> [YOUR TASK]: Transcribe the records that follow, keeping every word as it stands.

> [RECORDS PROVIDED]:
══════

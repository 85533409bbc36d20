use itertools::Itertools;
use oca_locator::{NetworkInfo, OcaRecord, ResolutionMethod};
use serde::Serialize;
use std::path::Path;

const UNKNOWN: &str = "-";

#[derive(Serialize, tabled::Tabled)]
pub struct OcaRow {
    pub hostname: String,
    pub ip: String,
    pub asn: String,
    pub isp: String,
    pub city: String,
    pub iata: String,
    pub coordinates: String,
    pub method: String,
}

impl From<&OcaRecord> for OcaRow {
    fn from(record: &OcaRecord) -> Self {
        let coordinates = record
            .location
            .as_ref()
            .and_then(|l| Some(format!("{:.4}, {:.4}", l.latitude?, l.longitude?)))
            .unwrap_or_else(|| UNKNOWN.to_string());
        OcaRow {
            hostname: record.hostname.clone(),
            ip: record
                .ip
                .map(|ip| ip.to_string())
                .unwrap_or_else(|| UNKNOWN.to_string()),
            asn: record
                .asn
                .map(|asn| format!("AS{}", asn))
                .unwrap_or_else(|| UNKNOWN.to_string()),
            isp: record.isp.clone().unwrap_or_else(|| UNKNOWN.to_string()),
            city: record.city().unwrap_or(UNKNOWN).to_string(),
            iata: record.iata_code().unwrap_or(UNKNOWN).to_string(),
            coordinates,
            method: record.method.to_string(),
        }
    }
}

/// One line describing the local network.
pub fn network_line(network: &NetworkInfo) -> String {
    format!(
        "network: ip={} asn={} isp={} country={}",
        network
            .public_ip
            .map(|ip| ip.to_string())
            .unwrap_or_else(|| UNKNOWN.to_string()),
        network
            .asn
            .map(|asn| format!("AS{}", asn))
            .unwrap_or_else(|| UNKNOWN.to_string()),
        network.isp.as_deref().unwrap_or(UNKNOWN),
        network.country.as_deref().unwrap_or(UNKNOWN),
    )
}

/// Count records per resolution method, in a fixed method order.
pub fn method_summary(records: &[OcaRecord]) -> Vec<(ResolutionMethod, usize)> {
    let counts = records.iter().map(|r| r.method).counts();
    [
        ResolutionMethod::PrimaryApi,
        ResolutionMethod::PrimaryApiAsnFallback,
        ResolutionMethod::Nat64Ptr,
        ResolutionMethod::GenericGeocoding,
        ResolutionMethod::Unresolved,
    ]
    .into_iter()
    .filter_map(|m| counts.get(&m).map(|c| (m, *c)))
    .collect()
}

pub fn summary_line(records: &[OcaRecord]) -> String {
    let parts = method_summary(records)
        .into_iter()
        .map(|(method, count)| format!("{}={}", method, count))
        .join(", ");
    format!("{} OCAs: {}", records.len(), parts)
}

pub fn write_output(path: &Path, content: &str) -> std::io::Result<()> {
    if let Some(parent) = path.parent() {
        if !parent.as_os_str().is_empty() {
            std::fs::create_dir_all(parent)?;
        }
    }
    std::fs::write(path, content)
}
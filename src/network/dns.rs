use crate::LocatorError;
use async_trait::async_trait;
use hickory_resolver::config::{LookupIpStrategy, ResolverConfig, ResolverOpts};
use hickory_resolver::TokioAsyncResolver;
use std::net::IpAddr;
use std::time::Duration;
use tracing::{debug, warn};

/// Forward and reverse DNS lookups.
#[async_trait]
pub trait DnsLookup: Send + Sync {
    /// All addresses of `hostname`, in resolver order.
    async fn lookup_ip(&self, hostname: &str) -> Result<Vec<IpAddr>, LocatorError>;

    /// PTR name of `ip` without the trailing dot, or `None` if there is no PTR record.
    async fn reverse_lookup(&self, ip: IpAddr) -> Result<Option<String>, LocatorError>;
}

/// [DnsLookup] using hickory's async resolver with the system configuration.
#[derive(Clone)]
pub struct HickoryDns {
    resolver: TokioAsyncResolver,
}

impl HickoryDns {
    pub fn new(timeout: Duration) -> Self {
        let (config, mut opts) = hickory_resolver::system_conf::read_system_conf()
            .unwrap_or_else(|e| {
                warn!("cannot read system resolver configuration, using defaults: {}", e);
                (ResolverConfig::default(), ResolverOpts::default())
            });
        opts.timeout = timeout;
        opts.attempts = 2;
        opts.ip_strategy = LookupIpStrategy::Ipv4AndIpv6;
        HickoryDns {
            resolver: TokioAsyncResolver::tokio(config, opts),
        }
    }
}

#[async_trait]
impl DnsLookup for HickoryDns {
    async fn lookup_ip(&self, hostname: &str) -> Result<Vec<IpAddr>, LocatorError> {
        let response = self.resolver.lookup_ip(hostname).await?;
        Ok(response.iter().collect())
    }

    async fn reverse_lookup(&self, ip: IpAddr) -> Result<Option<String>, LocatorError> {
        let response = self.resolver.reverse_lookup(ip).await?;
        Ok(response
            .iter()
            .next()
            .map(|name| name.to_string().trim_end_matches('.').to_string()))
    }
}

/// Pick the address to report for a hostname: the first IPv4 address, else the first IPv6.
pub fn preferred_address(addrs: &[IpAddr]) -> Option<IpAddr> {
    addrs
        .iter()
        .find(|ip| ip.is_ipv4())
        .or_else(|| addrs.first())
        .copied()
}

/// Resolve a hostname to its preferred address.
///
/// Lookup failures are logged and reported as `None`; a single unreachable OCA never aborts
/// the batch.
pub async fn resolve_hostname(dns: &dyn DnsLookup, hostname: &str) -> Option<IpAddr> {
    match dns.lookup_ip(hostname).await {
        Ok(addrs) => {
            let ip = preferred_address(&addrs);
            match ip {
                Some(ip) => debug!("resolved {} to {}", hostname, ip),
                None => debug!("{} has no addresses", hostname),
            }
            ip
        }
        Err(e) => {
            warn!("failed to resolve {}: {}", hostname, e);
            None
        }
    }
}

══════

> [TASK SOLUTION]:
repository 85533409bbc36d20
use itertools::Itertools;
use oca_locator::{NetworkInfo, OcaRecord, ResolutionMethod};
use serde::Serialize;
use std::path::Path;

const UNKNOWN: &str = "-";

#[derive(Serialize, tabled::Tabled)]
pub struct OcaRow {
    pub hostname: String,
    pub ip: String,
    pub asn: String,
    pub isp: String,
    pub city: String,
    pub iata: String,
    pub coordinates: String,
    pub method: String,
}

impl From<&OcaRecord> for OcaRow {
    fn from(record: &OcaRecord) -> Self {
        let coordinates = record
            .location
            .as_ref()
            .and_then(|l| Some(format!("{:.4}, {:.4}", l.latitude?, l.longitude?)))
            .unwrap_or_else(|| UNKNOWN.to_string());
        OcaRow {
            hostname: record.hostname.clone(),
            ip: record
                .ip
                .map(|ip| ip.to_string())
                .unwrap_or_else(|| UNKNOWN.to_string()),
            asn: record
                .asn
                .map(|asn| format!("AS{}", asn))
                .unwrap_or_else(|| UNKNOWN.to_string()),
            isp: record.isp.clone().unwrap_or_else(|| UNKNOWN.to_string()),
            city: record.city().unwrap_or(UNKNOWN).to_string(),
            iata: record.iata_code().unwrap_or(UNKNOWN).to_string(),
            coordinates,
            method: record.method.to_string(),
        }
    }
}

/// One line describing the local network.
pub fn network_line(network: &NetworkInfo) -> String {
    format!(
        "network: ip={} asn={} isp={} country={}",
        network
            .public_ip
            .map(|ip| ip.to_string())
            .unwrap_or_else(|| UNKNOWN.to_string()),
        network
            .asn
            .map(|asn| format!("AS{}", asn))
            .unwrap_or_else(|| UNKNOWN.to_string()),
        network.isp.as_deref().unwrap_or(UNKNOWN),
        network.country.as_deref().unwrap_or(UNKNOWN),
    )
}

/// Count records per resolution method, in a fixed method order.
pub fn method_summary(records: &[OcaRecord]) -> Vec<(ResolutionMethod, usize)> {
    let counts = records.iter().map(|r| r.method).counts();
    [
        ResolutionMethod::PrimaryApi,
        ResolutionMethod::PrimaryApiAsnFallback,
        ResolutionMethod::Nat64Ptr,
        ResolutionMethod::GenericGeocoding,
        ResolutionMethod::Unresolved,
    ]
    .into_iter()
    .filter_map(|m| counts.get(&m).map(|c| (m, *c)))
    .collect()
}

pub fn summary_line(records: &[OcaRecord]) -> String {
    let parts = method_summary(records)
        .into_iter()
        .map(|(method, count)| format!("{}={}", method, count))
        .join(", ");
    format!("{} OCAs: {}", records.len(), parts)
}

pub fn write_output(path: &Path, content: &str) -> std::io::Result<()> {
    if let Some(parent) = path.parent() {
        if !parent.as_os_str().is_empty() {
            std::fs::create_dir_all(parent)?;
        }
    }
    std::fs::write(path, content)
}
filename src/network/dns.rs
use crate::LocatorError;
use async_trait::async_trait;
use hickory_resolver::config::{LookupIpStrategy, ResolverConfig, ResolverOpts};
use hickory_resolver::TokioAsyncResolver;
use std::net::IpAddr;
use std::time::Duration;
use tracing::{debug, warn};

/// Forward and reverse DNS lookups.
#[async_trait]
pub trait DnsLookup: Send + Sync {
    /// All addresses of `hostname`, in resolver order.
    async fn lookup_ip(&self, hostname: &str) -> Result<Vec<IpAddr>, LocatorError>;

    /// PTR name of `ip` without the trailing dot, or `None` if there is no PTR record.
    async fn reverse_lookup(&self, ip: IpAddr) -> Result<Option<String>, LocatorError>;
}

/// [DnsLookup] using hickory's async resolver with the system configuration.
#[derive(Clone)]
pub struct HickoryDns {
    resolver: TokioAsyncResolver,
}

impl HickoryDns {
    pub fn new(timeout: Duration) -> Self {
        let (config, mut opts) = hickory_resolver::system_conf::read_system_conf()
            .unwrap_or_else(|e| {
                warn!("cannot read system resolver configuration, using defaults: {}", e);
                (ResolverConfig::default(), ResolverOpts::default())
            });
        opts.timeout = timeout;
        opts.attempts = 2;
        opts.ip_strategy = LookupIpStrategy::Ipv4AndIpv6;
        HickoryDns {
            resolver: TokioAsyncResolver::tokio(config, opts),
        }
    }
}

#[async_trait]
impl DnsLookup for HickoryDns {
    async fn lookup_ip(&self, hostname: &str) -> Result<Vec<IpAddr>, LocatorError> {
        let response = self.resolver.lookup_ip(hostname).await?;
        Ok(response.iter().collect())
    }

    async fn reverse_lookup(&self, ip: IpAddr) -> Result<Option<String>, LocatorError> {
        let response = self.resolver.reverse_lookup(ip).await?;
        Ok(response
            .iter()
            .next()
            .map(|name| name.to_string().trim_end_matches('.').to_string()))
    }
}

/// Pick the address to report for a hostname: the first IPv4 address, else the first IPv6.
pub fn preferred_address(addrs: &[IpAddr]) -> Option<IpAddr> {
    addrs
        .iter()
        .find(|ip| ip.is_ipv4())
        .or_else(|| addrs.first())
        .copied()
}

/// Resolve a hostname to its preferred address.
///
/// Lookup failures are logged and reported as `None`; a single unreachable OCA never aborts
/// the batch.
pub async fn resolve_hostname(dns: &dyn DnsLookup, hostname: &str) -> Option<IpAddr> {
    match dns.lookup_ip(hostname).await {
        Ok(addrs) => {
            let ip = preferred_address(&addrs);
            match ip {
                Some(ip) => debug!("resolved {} to {}", hostname, ip),
                None => debug!("{} has no addresses", hostname),
            }
            ip
        }
        Err(e) => {
            warn!("failed to resolve {}: {}", hostname, e);
            None
        }
    }
}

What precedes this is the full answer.